Top of GIVEN ENTRIES

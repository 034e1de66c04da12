/// PNG export of character grids (text metrics, glyph rasterization, encoding).

pub mod artifact;
pub mod metrics;
pub mod rasterizer;

use ac_core::error::CoreError;
use ac_core::frame::CharacterGrid;
use image::{Rgba, RgbaImage};

pub use artifact::ExportArtifact;
use metrics::{DEFAULT_LETTER_SPACING, ExportLayout, PADDING_PX, measure};
pub use rasterizer::{FontPainter, GlyphAtlas, GlyphBitmap, GlyphPainter};

/// Côté maximal d'un canvas d'export, en pixels.
pub const MAX_CANVAS_SIDE: u32 = 16_384;

/// Rend une grille en PNG : fond noir, texte blanc, marge fixe.
///
/// Indépendant du rendu terminal ; seule la grille affichée est lue.
pub struct ExportRenderer<P: GlyphPainter = FontPainter> {
    painter: P,
    letter_spacing: f32,
}

impl<P: GlyphPainter> ExportRenderer<P> {
    #[must_use]
    pub fn new(painter: P) -> Self {
        Self {
            painter,
            letter_spacing: DEFAULT_LETTER_SPACING,
        }
    }

    #[must_use]
    pub fn with_letter_spacing(mut self, letter_spacing: f32) -> Self {
        self.letter_spacing = letter_spacing;
        self
    }

    #[must_use]
    pub fn painter(&self) -> &P {
        &self.painter
    }

    /// Mesure sans rasteriser.
    #[must_use]
    pub fn layout(&self, grid: &CharacterGrid, font_size: u32) -> Option<ExportLayout> {
        measure(&self.painter, grid, font_size as f32, self.letter_spacing)
    }

    /// Rasterise `grid` en PNG.
    ///
    /// `Ok(None)` pour une grille vide : rien à exporter.
    ///
    /// # Errors
    /// `CoreError::RenderSurfaceUnavailable` si le canvas est nul, trop grand,
    /// ou si l'encodage PNG échoue.
    pub fn render(
        &self,
        grid: &CharacterGrid,
        font_size: u32,
    ) -> Result<Option<ExportArtifact>, CoreError> {
        let Some(layout) = self.layout(grid, font_size) else {
            log::debug!("Export ignoré: grille vide");
            return Ok(None);
        };
        let (width, height) = (layout.canvas_width, layout.canvas_height);
        if width == 0 || height == 0 || width > MAX_CANVAS_SIDE || height > MAX_CANVAS_SIDE {
            return Err(CoreError::RenderSurfaceUnavailable(format!(
                "canvas {width}x{height}"
            )));
        }

        let mut canvas = RgbaImage::from_pixel(width, height, Rgba([0, 0, 0, 255]));
        self.draw_text(&mut canvas, grid, &layout);

        let png = artifact::encode_png(&canvas)?;
        Ok(Some(ExportArtifact {
            width_px: width,
            height_px: height,
            png,
            filename: artifact::timestamped_filename(),
        }))
    }

    fn draw_text(&self, canvas: &mut RgbaImage, grid: &CharacterGrid, layout: &ExportLayout) {
        let mut atlas = GlyphAtlas::new(&self.painter, layout.font_size);
        let ascent = self.painter.ascent(layout.font_size);

        for (i, row) in grid.rows().enumerate() {
            // Haut de ligne aligné sur `top`, comme un textBaseline "top".
            let top = PADDING_PX + i as f32 * layout.line_height;
            let baseline = (top + ascent).round() as i32;
            let mut pen_x = PADDING_PX;
            for &ch in row {
                let glyph = atlas.glyph(ch);
                blit_white(canvas, glyph, pen_x.round() as i32, baseline);
                pen_x += self.painter.advance(ch, layout.font_size) + layout.letter_spacing;
            }
        }
        log::debug!(
            "Export: {} lignes, {} glyphes distincts",
            layout.line_count,
            atlas.len()
        );
    }
}

/// Compose un glyphe blanc sur le canvas (alpha blending source-over).
fn blit_white(canvas: &mut RgbaImage, glyph: &GlyphBitmap, pen_x: i32, baseline: i32) {
    let (cw, ch) = (canvas.width() as i32, canvas.height() as i32);
    let x0 = pen_x + glyph.left;
    let y0 = baseline + glyph.top;
    for gy in 0..glyph.height as i32 {
        let y = y0 + gy;
        if y < 0 || y >= ch {
            continue;
        }
        for gx in 0..glyph.width as i32 {
            let x = x0 + gx;
            if x < 0 || x >= cw {
                continue;
            }
            let coverage = glyph.coverage[(gy * glyph.width as i32 + gx) as usize];
            if coverage == 0 {
                continue;
            }
            let alpha = u32::from(coverage);
            let px = canvas.get_pixel_mut(x as u32, y as u32);
            for c in &mut px.0[..3] {
                let dst = u32::from(*c);
                *c = (dst + ((255 - dst) * alpha + 127) / 255) as u8;
            }
        }
    }
}

#[cfg(test)]
mod tests {
    use super::*;
    use crate::rasterizer::tests::FixedPainter;

    fn ten_by_three() -> CharacterGrid {
        CharacterGrid::from_lines(&["@@@@@@@@@@", "@ @ @ @ @ ", "          "]).unwrap()
    }

    #[test]
    fn render_dimensions_match_layout() {
        let renderer = ExportRenderer::new(FixedPainter);
        let artifact = renderer.render(&ten_by_three(), 12).unwrap().unwrap();
        assert_eq!(artifact.height_px, 100);
        assert!(artifact.width_px as f32 >= 62.0 + 80.0);
        assert!(artifact.filename.starts_with("ascii-cam-"));

        let decoded = image::load_from_memory(&artifact.png).unwrap().to_rgba8();
        assert_eq!(decoded.dimensions(), (artifact.width_px, artifact.height_px));
    }

    #[test]
    fn background_is_black_and_glyphs_are_white() {
        let renderer = ExportRenderer::new(FixedPainter);
        let artifact = renderer.render(&ten_by_three(), 12).unwrap().unwrap();
        let img = image::load_from_memory(&artifact.png).unwrap().to_rgba8();

        // Coin : marge noire.
        assert_eq!(img.get_pixel(0, 0).0, [0, 0, 0, 255]);
        // Premier '@' : bloc 6x6 dont le bas est sur la ligne de base (40 + 9.6).
        assert_eq!(img.get_pixel(42, 47).0, [255, 255, 255, 255]);
        let lit = img.pixels().filter(|p| p.0[0] == 255).count();
        assert!(lit > 0);
    }

    #[test]
    fn empty_grid_exports_nothing() {
        let renderer = ExportRenderer::new(FixedPainter);
        assert!(renderer.render(&CharacterGrid::empty(), 12).unwrap().is_none());
    }

    #[test]
    fn oversized_canvas_is_rejected() {
        let line = "@".repeat(5000);
        let grid = CharacterGrid::from_lines(&[line.as_str()]).unwrap();
        let renderer = ExportRenderer::new(FixedPainter).with_letter_spacing(0.0);
        assert!(matches!(
            renderer.render(&grid, 24),
            Err(CoreError::RenderSurfaceUnavailable(_))
        ));
    }
}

Bottom of GIVEN ENTRIES

WHAT IS NEEDED = Start with the first line. Please copy exactly each line of the listing through the one with "-> Result<Option<ExportArtifact>, CoreError>", including it.

FINISHED TASK =
repository 034e1de66c04da12
/// PNG export of character grids (text metrics, glyph rasterization, encoding).

pub mod artifact;
pub mod metrics;
pub mod rasterizer;

use ac_core::error::CoreError;
use ac_core::frame::CharacterGrid;
use image::{Rgba, RgbaImage};

pub use artifact::ExportArtifact;
use metrics::{DEFAULT_LETTER_SPACING, ExportLayout, PADDING_PX, measure};
pub use rasterizer::{FontPainter, GlyphAtlas, GlyphBitmap, GlyphPainter};

/// Côté maximal d'un canvas d'export, en pixels.
pub const MAX_CANVAS_SIDE: u32 = 16_384;

/// Rend une grille en PNG : fond noir, texte blanc, marge fixe.
///
/// Indépendant du rendu terminal ; seule la grille affichée est lue.
pub struct ExportRenderer<P: GlyphPainter = FontPainter> {
    painter: P,
    letter_spacing: f32,
}

impl<P: GlyphPainter> ExportRenderer<P> {
    #[must_use]
    pub fn new(painter: P) -> Self {
        Self {
            painter,
            letter_spacing: DEFAULT_LETTER_SPACING,
        }
    }

    #[must_use]
    pub fn with_letter_spacing(mut self, letter_spacing: f32) -> Self {
        self.letter_spacing = letter_spacing;
        self
    }

    #[must_use]
    pub fn painter(&self) -> &P {
        &self.painter
    }

    /// Mesure sans rasteriser.
    #[must_use]
    pub fn layout(&self, grid: &CharacterGrid, font_size: u32) -> Option<ExportLayout> {
        measure(&self.painter, grid, font_size as f32, self.letter_spacing)
    }

    /// Rasterise `grid` en PNG.
    ///
    /// `Ok(None)` pour une grille vide : rien à exporter.
    ///
    /// # Errors
    /// `CoreError::RenderSurfaceUnavailable` si le canvas est nul, trop grand,
    /// ou si l'encodage PNG échoue.
    pub fn render(
        &self,
        grid: &CharacterGrid,
        font_size: u32,
    ) -> Result<Option<ExportArtifact>, CoreError> {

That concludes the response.